Taaak...dziś też sobie pojadłam z 5 jabłek, paczka regionalnych, jakiś tani wafelek, paczka paluszków z sezamem i bułka słodka.
Brzuch mnie boli.
Jak zwykle.
Wersja do druku
Taaak...dziś też sobie pojadłam z 5 jabłek, paczka regionalnych, jakiś tani wafelek, paczka paluszków z sezamem i bułka słodka.
Brzuch mnie boli.
Jak zwykle.
Oj ciężko idzie...w każdym razie opornie, ale już 2-gi dzień trzymam MM-owo :D, przez te dwa dni cierpiałam katusze, ale jakoś sobie poradziłam :D.
Widzie, że powoli pamiętnik umiera...ale co mam zrobić, jeśli nie mam czasu?? Non stop nauka i nauka :/
czesc nanciu, wybacz nieobecnosci, ale mam problem z dostepem do kompa. a gdybys tak sprobowala...po prostu nie byc na diecie??? myslalas o tym keidys?? ale dac sobie np takie zasady 1) zadnych slodyczy od poniedzialku do soboty -absolutnie; duzo owocow i warzyw zamiast podwojnych porcji chleba...moze by co dalo, a mniej stresu by bylo? ja jakos trzymam wage choc wczoraj mialamd zienz arcia doslownie, non stop, cos mnie naszlo i akzalo jesc...na szczescie dzis dla odmiany zero apetytu :) ale waga stoi w miejscu i to mnie cieszy.

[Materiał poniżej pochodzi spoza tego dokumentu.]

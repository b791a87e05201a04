// Wordbound blank combining for post-generation.

use std::collections::VecDeque;

/// Fold the queued `[[...]]` opening blanks into one combined block
/// `[[a; b; c]]`, consuming every complete `[[..]] ... [[/]]` pair from
/// the queue.
///
/// An opening blank whose closer has not arrived yet is left at the front
/// of the queue. Returns the combined block (empty if there was nothing
/// to combine) and whether an ending `[[/]]` must be written after the
/// word it attaches to.
pub fn combine_wblanks(queue: &mut VecDeque<String>) -> (String, bool) {
    let mut combined = String::new();
    let mut last_wblank = String::new();

    while let Some(front) = queue.pop_front() {
        if front == "[[/]]" {
            if combined.is_empty() {
                combined.push_str("[[");
            } else if combined.len() > 2 {
                combined.push_str("; ");
            }
            // strip the [[ ]] brackets of the opener
            if last_wblank.len() >= 4 {
                combined.push_str(&last_wblank[2..last_wblank.len() - 2]);
            }
            last_wblank.clear();
        } else {
            last_wblank = front;
        }
    }

    if !last_wblank.is_empty() {
        queue.push_front(last_wblank);
    }

    if combined.is_empty() {
        (combined, false)
    } else {
        combined.push_str("]]");
        (combined, true)
    }
}
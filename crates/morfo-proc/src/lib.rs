//! Streaming drivers over compiled transducer containers.
//!
//! The [`processor::FstProcessor`] reads an annotated text stream, runs
//! the state-set simulation from `morfo-fst` over it, and writes the
//! per-mode output: morphological analysis, generation, post-generation,
//! inter-generation, transliteration, bilingual transfer,
//! translation-memory analysis and compound decomposition.
//!
//! # Modules
//!
//! - [`text`] -- incremental UTF-8 character reader with pushback
//! - [`buffer`] -- symbol ring buffer for longest-match backtracking
//! - [`blanks`] -- wordbound blank combining
//! - [`settings`] -- the runtime configuration record
//! - [`processor`] -- loading, per-mode initialization, shared emission
//! - [`reader`] -- mode-specific stream readers
//! - the driver modules: [`analysis`], [`tm`], [`generation`],
//!   [`postgen`], [`bilingual`], [`compound`]

pub mod analysis;
pub mod bilingual;
pub mod blanks;
pub mod buffer;
pub mod compound;
pub mod generation;
pub mod postgen;
pub mod processor;
pub mod reader;
pub mod settings;
pub mod text;
pub mod tm;

use std::io;

/// Error type for stream processing.
#[derive(Debug, thiserror::Error)]
pub enum ProcError {
    /// Bad escape, unterminated block, or a stray delimiter: the stream
    /// cannot be resynchronized without data loss.
    #[error("Malformed input stream.")]
    StreamMalformed,
    #[error("Unsupported transducer type for '{0}'.")]
    UnsupportedSection(String),
    #[error(transparent)]
    Format(#[from] morfo_fst::FormatError),
    #[error(transparent)]
    Io(#[from] io::Error),
}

trzymaj sie dzielnie i chwala Bogu zes tych lekow nie wykupila!!! matko, co za baba glupia!!! wrrrr nie znosze takich lekarzy... nie wiem czy czytalas kiedys jeszcze na forum marcysssi pisalam o swoich przesjciach z lekarzami -ja bralam rok chemie i mialam bolesne biopsje, a potem okazalo sie, ze w sumie niepotrzebnie bo to nie rak tylko "wlasciwosc szpiku,wrodzona, determinowana genetycznie, niepostepujaca"...cZyi tak juz mama i zyc sie z tym da, a leczyc nie ma po co....myslalam ze zabije tego lekarza, ktory mi to wszystko zafundowal...wiec teraz juz uwazam i dmucham na zimne. ale rok z zycia wyciety i neizla trauma zostala, dotad nienawidze szpitali.
Dzięki Moniu za rady, ale ja coś czuje że nie mogłabym już żyć bez diety, coś mi się wydaje że jakbym doszła do 60kg to sobie zarzycze 55...potem 50 itd :/.

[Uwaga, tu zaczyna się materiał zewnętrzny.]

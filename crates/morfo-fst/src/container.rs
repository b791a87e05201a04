// On-disk container: magic + feature bits, letter set, alphabet, named
// transducer sections.

use hashbrown::HashSet;

use crate::alphabet::Alphabet;
use crate::compression::{ByteReader, ByteWriter};
use crate::transducer::{Direction, Transducer};
use crate::FormatError;

/// Container magic for the current variant. The legacy variant has no
/// magic and starts directly with the letter set.
pub const MAGIC: &[u8; 4] = b"LTTB";

/// First feature bit this version does not understand. A container with
/// feature bits at or above this value is refused.
pub const FEATURES_UNKNOWN: u64 = 1 << 1;

/// A fully parsed container.
#[derive(Debug)]
pub struct Container {
    /// Characters the dictionary declares alphabetic (beyond Unicode
    /// letters and digits).
    pub letters: HashSet<char>,
    pub alphabet: Alphabet,
    /// Named sections in file order. Names carry a priority-class suffix
    /// (`@standard`, `@inconditional`, ...) interpreted by the processor.
    pub sections: Vec<(String, Transducer)>,
}

impl Container {
    /// Parse a container image, resolving transition labels according to
    /// `direction`.
    pub fn read(data: &[u8], direction: Direction) -> Result<Self, FormatError> {
        let mut reader = ByteReader::new(data);

        if reader.peek_bytes(4) == Some(&MAGIC[..]) {
            reader.read_bytes(4)?;
            let features = reader.read_u64_le()?;
            if features >= FEATURES_UNKNOWN {
                return Err(FormatError::UnknownFeatures { features });
            }
        }

        let mut letters = HashSet::new();
        let letter_count = reader.read_uvarint()?;
        for _ in 0..letter_count {
            letters.insert(reader.read_char()?);
        }

        let alphabet = Alphabet::read(&mut reader)?;

        let mut sections = Vec::new();
        let section_count = reader.read_uvarint()?;
        for _ in 0..section_count {
            let name_len = reader.read_uvarint()?;
            let mut name = String::new();
            for _ in 0..name_len {
                name.push(reader.read_char()?);
            }
            let transducer = Transducer::read(&mut reader, &alphabet, direction)?;
            sections.push((name, transducer));
        }

        Ok(Self {
            letters,
            alphabet,
            sections,
        })
    }

    /// Serialize in the current (magic-bearing) variant.
    pub fn write(&mut self) -> Vec<u8> {
        let mut writer = ByteWriter::new();
        writer.write_bytes(MAGIC);
        writer.write_u64_le(0);
        self.write_payload(&mut writer);
        writer.into_inner()
    }

    /// Serialize in the legacy variant (no magic, no feature bits).
    pub fn write_legacy(&mut self) -> Vec<u8> {
        let mut writer = ByteWriter::new();
        self.write_payload(&mut writer);
        writer.into_inner()
    }

    fn write_payload(&mut self, writer: &mut ByteWriter) {
        // Pre-encode every transition pair so the pair table is complete
        // before the alphabet body is written.
        let alphabet = &mut self.alphabet;
        for (_, t) in &self.sections {
            for node in &t.nodes {
                for tr in &node.transitions {
                    alphabet.encode_pair(tr.input, tr.output);
                }
            }
        }

        let mut letters: Vec<char> = self.letters.iter().copied().collect();
        letters.sort_unstable();
        writer.write_uvarint(letters.len() as u32);
        for c in letters {
            writer.write_char(c);
        }

        self.alphabet.write(writer);

        writer.write_uvarint(self.sections.len() as u32);
        for (name, transducer) in &self.sections {
            writer.write_uvarint(name.chars().count() as u32);
            for c in name.chars() {
                writer.write_char(c);
            }
            transducer.write(writer, &mut self.alphabet);
        }
    }
}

Dziś spokojnie, szczerze mówiąc chyba bardziej wole jabłka i marchewkę od słodyuczy (narazie ciągnie mnie jak już to do jabłek), to chyba dobrze?? Do chleba już mnie nie ciągnie :D.
No to jutro się waże 8)
Zważyłam się: 66,5 :twisted: 8)
CZESC JA WIEM Z CZYM MASZ PROBLEM BO JA MAM TAKI SAM OBIADAM SIE NAWET RZECZAMI KTORE SA STARE ALBO NIEDOBRE A W TEJ CHWILI JESTEM 5 DZIEN NA DIECIE I SIE TRZYMAM MAM NADZIEJE ZE TY TEZ PA PA TRZYMAM KCIUKI
WPADNIJ DO MNIE :D
Taaa...a jutro pewnie będzie 70 :?.
Zapomniałam że jutro mam ważenie w szkole ;(, ale co z tego?? Czy ja zawsze wytrzymam tylko 5 dni?? Ale to i tak lepiej niż wcześniej, gdzie wytrzymywałam góra 2-3dni...może w końcu się to zmieni :(.

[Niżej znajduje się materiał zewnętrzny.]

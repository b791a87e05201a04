// Character classification and single-character case folding.

/// Returns true if the character is an uppercase letter.
pub fn is_upper(c: char) -> bool {
    c.is_uppercase()
}

/// Returns true if the character is a lowercase letter.
pub fn is_lower(c: char) -> bool {
    c.is_lowercase()
}

/// Lowercase a single character, keeping it unchanged when the mapping
/// is not one-to-one (e.g. 'İ'). Multi-character expansions would change
/// the symbol count seen by the transducer, so they are rejected here.
pub fn to_lower(c: char) -> char {
    let mut it = c.to_lowercase();
    match (it.next(), it.next()) {
        (Some(l), None) => l,
        _ => c,
    }
}

/// Uppercase a single character, keeping it unchanged when the mapping
/// is not one-to-one (e.g. 'ß').
pub fn to_upper(c: char) -> char {
    let mut it = c.to_uppercase();
    match (it.next(), it.next()) {
        (Some(u), None) => u,
        _ => c,
    }
}

/// Returns true if the character counts as whitespace for tokenization.
pub fn is_space(c: char) -> bool {
    c.is_whitespace()
}

/// Returns true if the character counts as punctuation for the drivers
/// that gate matching on punctuation (TM analysis, transliteration).
///
/// Printable, non-alphanumeric, non-whitespace characters qualify, which
/// covers both ASCII punctuation and the Unicode punctuation blocks.
pub fn is_punct(c: char) -> bool {
    !c.is_alphanumeric() && !c.is_whitespace() && !c.is_control()
}

/// Returns true if the character is a letter or digit.
pub fn is_alnum(c: char) -> bool {
    c.is_alphanumeric()
}

#[cfg(test)]
mod tests {
    use super::*;

    #[test]
    fn case_tests() {
        assert!(is_upper('A'));
        assert!(is_upper('\u{00C4}')); // Ä
        assert!(!is_upper('a'));
        assert!(is_lower('a'));
        assert!(is_lower('\u{00F6}')); // ö
        assert!(!is_lower('9'));
    }

    #[test]
    fn fold_simple() {
        assert_eq!(to_lower('A'), 'a');
        assert_eq!(to_lower('\u{00C4}'), '\u{00E4}');
        assert_eq!(to_upper('a'), 'A');
        assert_eq!(to_upper('\u{00F6}'), '\u{00D6}');
    }

    #[test]
    fn fold_keeps_non_letters() {
        assert_eq!(to_lower('3'), '3');
        assert_eq!(to_upper('-'), '-');
    }

    #[test]
    fn fold_rejects_expanding_mappings() {
        // 'ß' uppercases to "SS"; the symbol count must not change.
        assert_eq!(to_upper('\u{00DF}'), '\u{00DF}');
    }

    #[test]
    fn punctuation() {
        assert!(is_punct('.'));
        assert!(is_punct('\u{00BF}')); // ¿
        assert!(!is_punct('a'));
        assert!(!is_punct(' '));
        assert!(!is_punct('7'));
    }

    #[test]
    fn whitespace() {
        assert!(is_space(' '));
        assert!(is_space('\t'));
        assert!(is_space('\u{00A0}'));
        assert!(!is_space('x'));
    }
}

Matka wyciąga mnie z wielkiego doła.
Jestem załamana, głowa mnie boli od nauki, rano jak zobaczyłam swe odbicie w lutrze dowiedziałam się jak będe wyglądać za 30lat :/
Już mi lepiej. Drugi dzień trzymam MM, ale dziś...duuuużo jabłek, mam pomysł: wieczorem będe kupywać jedno na rano i koniec.
Mam nadzieje, że poskutkuje...
3 dzień bez słodyczy, moja mama mnie uradowała: czyta książkę mr. Montignaca i jej się podoba :D, powiedziała, że mi pomoże :D:D
A do urodzin 2 tygodnie!! :shock: musze ważyć co najwyżej 66kg- dziś się ważyłam 69:?, ale i tak lepiej, bo już było 70 :?.
Aha- jak mam ochotę na coś sweet- to ciastka owsiane, albo sama sobie upiec...mniam!! Kocham je!!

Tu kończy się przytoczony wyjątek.